How many lines below include the string "pending"? State the number alone.

> Material supplied
▼

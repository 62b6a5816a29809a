//! Changelog section of the release pull request.
//!
//! The rendered changelog is wrapped in `<!-- pls:changelog -->` and
//! `<!-- pls:changelog:end -->` so later runs can replace it in place.

use crate::store::Commit;
use crate::version::{is_breaking, parse_header};

/// Opening delimiter of the changelog section.
pub const CHANGELOG_START: &str = "<!-- pls:changelog -->";

/// Closing delimiter of the changelog section.
pub const CHANGELOG_END: &str = "<!-- pls:changelog:end -->";

/// Wraps a rendered changelog in its delimiters.
#[must_use]
pub fn changelog_section(changelog: &str) -> String {
    format!("{CHANGELOG_START}\n{changelog}\n{CHANGELOG_END}")
}

/// Replaces the changelog section of `text` with `section`, or returns
/// `None` when `text` has none.
#[must_use]
pub fn splice_changelog(text: &str, section: &str) -> Option<String> {
    let start = text.find(CHANGELOG_START)?;
    let after = start + CHANGELOG_START.len();
    let end = after + text[after..].find(CHANGELOG_END)?;

    let mut spliced = String::with_capacity(text.len() + section.len());
    spliced.push_str(&text[..start]);
    spliced.push_str(section);
    spliced.push_str(&text[end + CHANGELOG_END.len()..]);
    Some(spliced)
}

/// Renders the commits of a release as grouped markdown.
///
/// Groups appear in a fixed order and empty groups are omitted. Each line is
/// `- <description> (<short sha>)`.
#[must_use]
pub fn render_changelog(version: &str, commits: &[Commit]) -> String {
    let mut breaking = Vec::new();
    let mut features = Vec::new();
    let mut fixes = Vec::new();
    let mut other = Vec::new();

    for commit in commits {
        let header = parse_header(&commit.message);
        let description = header.as_ref().map_or_else(
            || commit.message.lines().next().unwrap_or_default().trim().to_string(),
            |h| match &h.scope {
                Some(scope) => format!("**{scope}:** {}", h.description),
                None => h.description.clone(),
            },
        );
        let line = format!("- {description} ({})", commit.short_sha());

        if is_breaking(&commit.message) {
            breaking.push(line);
            continue;
        }
        match header.as_ref().map(|h| h.kind.as_str()) {
            Some("feat") => features.push(line),
            Some("fix") => fixes.push(line),
            _ => other.push(line),
        }
    }

    let mut out = format!("## {version}");
    let groups = [
        ("Breaking Changes", breaking),
        ("Features", features),
        ("Bug Fixes", fixes),
        ("Other", other),
    ];
    let mut empty = true;
    for (title, lines) in groups {
        if lines.is_empty() {
            continue;
        }
        empty = false;
        out.push_str(&format!("\n\n### {title}\n\n{}", lines.join("\n")));
    }
    if empty {
        out.push_str("\n\nNo changes.");
    }
    out
}

#[cfg(test)]
mod tests {
    use super::*;

    #[test]
    fn splices_section_in_place() {
        let old = changelog_section("## 1.1.0\n\nNo changes.");
        let text = format!("Intro.\n\n{old}\n\nOutro.\n");
        let new = changelog_section("## 1.2.0\n\nNo changes.");

        assert_eq!(
            splice_changelog(&text, &new).unwrap(),
            format!("Intro.\n\n{new}\n\nOutro.\n")
        );
    }

    #[test]
    fn splice_without_section_is_none() {
        assert_eq!(splice_changelog("Intro.\n", "section"), None);
        assert_eq!(splice_changelog(CHANGELOG_END, "section"), None);
    }

    #[test]
    fn groups_commits_by_kind() {
        let commits = vec![
            Commit::new("aaaaaaa111", "feat: add X"),
            Commit::new("bbbbbbb222", "fix(parser): y"),
            Commit::new("ccccccc333", "refactor!: drop legacy api"),
            Commit::new("ddddddd444", "update readme\n\nlonger body"),
        ];

        assert_eq!(
            render_changelog("1.1.0", &commits),
            "## 1.1.0\n\n### Breaking Changes\n\n- drop legacy api (ccccccc)\n\n### Features\n\n- add X (aaaaaaa)\n\n### Bug Fixes\n\n- **parser:** y (bbbbbbb)\n\n### Other\n\n- update readme (ddddddd)"
        );
    }

    #[test]
    fn breaking_footer_moves_commit_to_breaking() {
        let commits = vec![Commit::new("eeeeeee555", "feat: new config\n\nBREAKING CHANGE: renamed keys")];
        let changelog = render_changelog("2.0.0", &commits);

        assert!(changelog.contains("### Breaking Changes\n\n- new config (eeeeeee)"));
        assert!(!changelog.contains("### Features"));
    }

    #[test]
    fn empty_release_says_so() {
        assert_eq!(render_changelog("1.0.1", &[]), "## 1.0.1\n\nNo changes.");
    }
}
//! In-process store used by tests and local experiments.
//!
//! Objects get sequential ids rather than content hashes; trees are flat
//! `path -> blob` maps. Every mutating call is recorded as an [`Operation`]
//! so callers can assert on ordering.

use super::{commits_after_release, Commit, CommitSource, ContentStore, Notifier, PullRequest, StoreError, TreeEntry};
use async_trait::async_trait;
use std::collections::{BTreeMap, HashMap};
use std::sync::{Mutex, MutexGuard, PoisonError};

/// A mutating call observed by [`MemoryStore`].
#[derive(Debug, Clone, PartialEq, Eq)]
pub enum Operation {
    CreateBlob { sha: String },
    CreateTree { sha: String, base_tree: String },
    CreateCommit { sha: String, parents: Vec<String> },
    UpdateRef { branch: String, sha: String, force: bool },
    CreatePullRequest { number: u64 },
    UpdatePullRequest { number: u64 },
    Notify { number: u64 },
}

#[derive(Debug, Clone)]
struct StoredCommit {
    tree: String,
    parents: Vec<String>,
    message: String,
    author: String,
    date: String,
}

#[derive(Debug, Default)]
struct State {
    next_object: u64,
    next_pull_request: u64,
    refs: BTreeMap<String, String>,
    blobs: HashMap<String, String>,
    trees: HashMap<String, BTreeMap<String, String>>,
    commits: HashMap<String, StoredCommit>,
    pull_requests: Vec<PullRequest>,
    comments: Vec<(u64, String)>,
    operations: Vec<Operation>,
    failing: Vec<String>,
}

impl State {
    fn object_id(&mut self) -> String {
        self.next_object += 1;
        format!("{:040x}", self.next_object)
    }

    fn fail_if(&self, operation: &str) -> Result<(), StoreError> {
        if self.failing.iter().any(|f| f == operation) {
            return Err(StoreError::remote(operation, Some(500), "injected failure"));
        }
        Ok(())
    }

    fn resolve(&self, reference: &str) -> Option<String> {
        self.refs
            .get(reference)
            .cloned()
            .or_else(|| self.commits.contains_key(reference).then(|| reference.to_string()))
    }

    fn is_ancestor(&self, ancestor: &str, descendant: &str) -> bool {
        let mut pending = vec![descendant.to_string()];
        while let Some(sha) = pending.pop() {
            if sha == ancestor {
                return true;
            }
            if let Some(commit) = self.commits.get(&sha) {
                pending.extend(commit.parents.iter().cloned());
            }
        }
        false
    }

    fn insert_commit(&mut self, tree: String, parents: Vec<String>, message: &str) -> String {
        let sha = self.object_id();
        self.commits.insert(
            sha.clone(),
            StoredCommit {
                tree,
                parents,
                message: message.to_string(),
                author: "pls".to_string(),
                date: chrono::Utc::now().to_rfc3339(),
            },
        );
        sha
    }
}

/// A [`ContentStore`], [`CommitSource`] and [`Notifier`] held in memory.
#[derive(Debug, Default)]
pub struct MemoryStore {
    state: Mutex<State>,
}

impl MemoryStore {
    #[must_use]
    pub fn new() -> Self {
        Self::default()
    }

    fn state(&self) -> MutexGuard<'_, State> {
        self.state.lock().unwrap_or_else(PoisonError::into_inner)
    }

    /// Creates `branch` with a root commit holding `files`. Returns the sha.
    pub fn seed_branch(&self, branch: &str, message: &str, files: &[(&str, &str)]) -> String {
        let mut state = self.state();
        let mut tree = BTreeMap::new();
        for (path, content) in files {
            let blob = state.object_id();
            state.blobs.insert(blob.clone(), (*content).to_string());
            tree.insert((*path).to_string(), blob);
        }
        let tree_sha = state.object_id();
        state.trees.insert(tree_sha.clone(), tree);
        let sha = state.insert_commit(tree_sha, Vec::new(), message);
        state.refs.insert(branch.to_string(), sha.clone());
        sha
    }

    /// Adds a commit with an unchanged tree on top of `branch`.
    ///
    /// # Panics
    ///
    /// Panics if `branch` was never seeded.
    pub fn seed_commit(&self, branch: &str, message: &str) -> String {
        let mut state = self.state();
        let parent = state.refs[branch].clone();
        let tree = state.commits[&parent].tree.clone();
        let sha = state.insert_commit(tree, vec![parent], message);
        state.refs.insert(branch.to_string(), sha.clone());
        sha
    }

    /// Adds a commit on top of `branch` that replaces `files` and inherits
    /// every other path. Returns the sha.
    ///
    /// # Panics
    ///
    /// Panics if `branch` was never seeded.
    pub fn seed_change(&self, branch: &str, message: &str, files: &[(&str, &str)]) -> String {
        let mut state = self.state();
        let parent = state.refs[branch].clone();
        let mut tree = state.trees[&state.commits[&parent].tree].clone();
        for (path, content) in files {
            let blob = state.object_id();
            state.blobs.insert(blob.clone(), (*content).to_string());
            tree.insert((*path).to_string(), blob);
        }
        let tree_sha = state.object_id();
        state.trees.insert(tree_sha.clone(), tree);
        let sha = state.insert_commit(tree_sha, vec![parent], message);
        state.refs.insert(branch.to_string(), sha.clone());
        sha
    }

    /// Opens a pull request without recording an operation.
    pub fn seed_pull_request(&self, branch: &str, title: &str, body: &str) -> u64 {
        let mut state = self.state();
        state.next_pull_request += 1;
        let number = state.next_pull_request;
        state.pull_requests.push(PullRequest {
            number,
            url: format!("https://example.test/pull/{number}"),
            title: title.to_string(),
            branch: branch.to_string(),
            body: body.to_string(),
        });
        number
    }

    /// Makes every later call of `operation` (for example `"create_tree"`)
    /// fail with a remote error.
    pub fn fail_on(&self, operation: &str) {
        self.state().failing.push(operation.to_string());
    }

    #[must_use]
    pub fn operations(&self) -> Vec<Operation> {
        self.state().operations.clone()
    }

    #[must_use]
    pub fn pull_requests(&self) -> Vec<PullRequest> {
        self.state().pull_requests.clone()
    }

    #[must_use]
    pub fn comments(&self) -> Vec<(u64, String)> {
        self.state().comments.clone()
    }

    #[must_use]
    pub fn head(&self, branch: &str) -> Option<String> {
        self.state().refs.get(branch).cloned()
    }

    /// Returns the content of `path` at a branch or commit.
    #[must_use]
    pub fn file(&self, reference: &str, path: &str) -> Option<String> {
        let state = self.state();
        let sha = state.resolve(reference)?;
        let tree = state.trees.get(&state.commits.get(&sha)?.tree)?;
        state.blobs.get(tree.get(path)?).cloned()
    }

    #[must_use]
    pub fn commit_message(&self, sha: &str) -> Option<String> {
        self.state().commits.get(sha).map(|c| c.message.clone())
    }

    #[must_use]
    pub fn commit_parents(&self, sha: &str) -> Vec<String> {
        self.state()
            .commits
            .get(sha)
            .map(|c| c.parents.clone())
            .unwrap_or_default()
    }
}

▲

> Answer space
3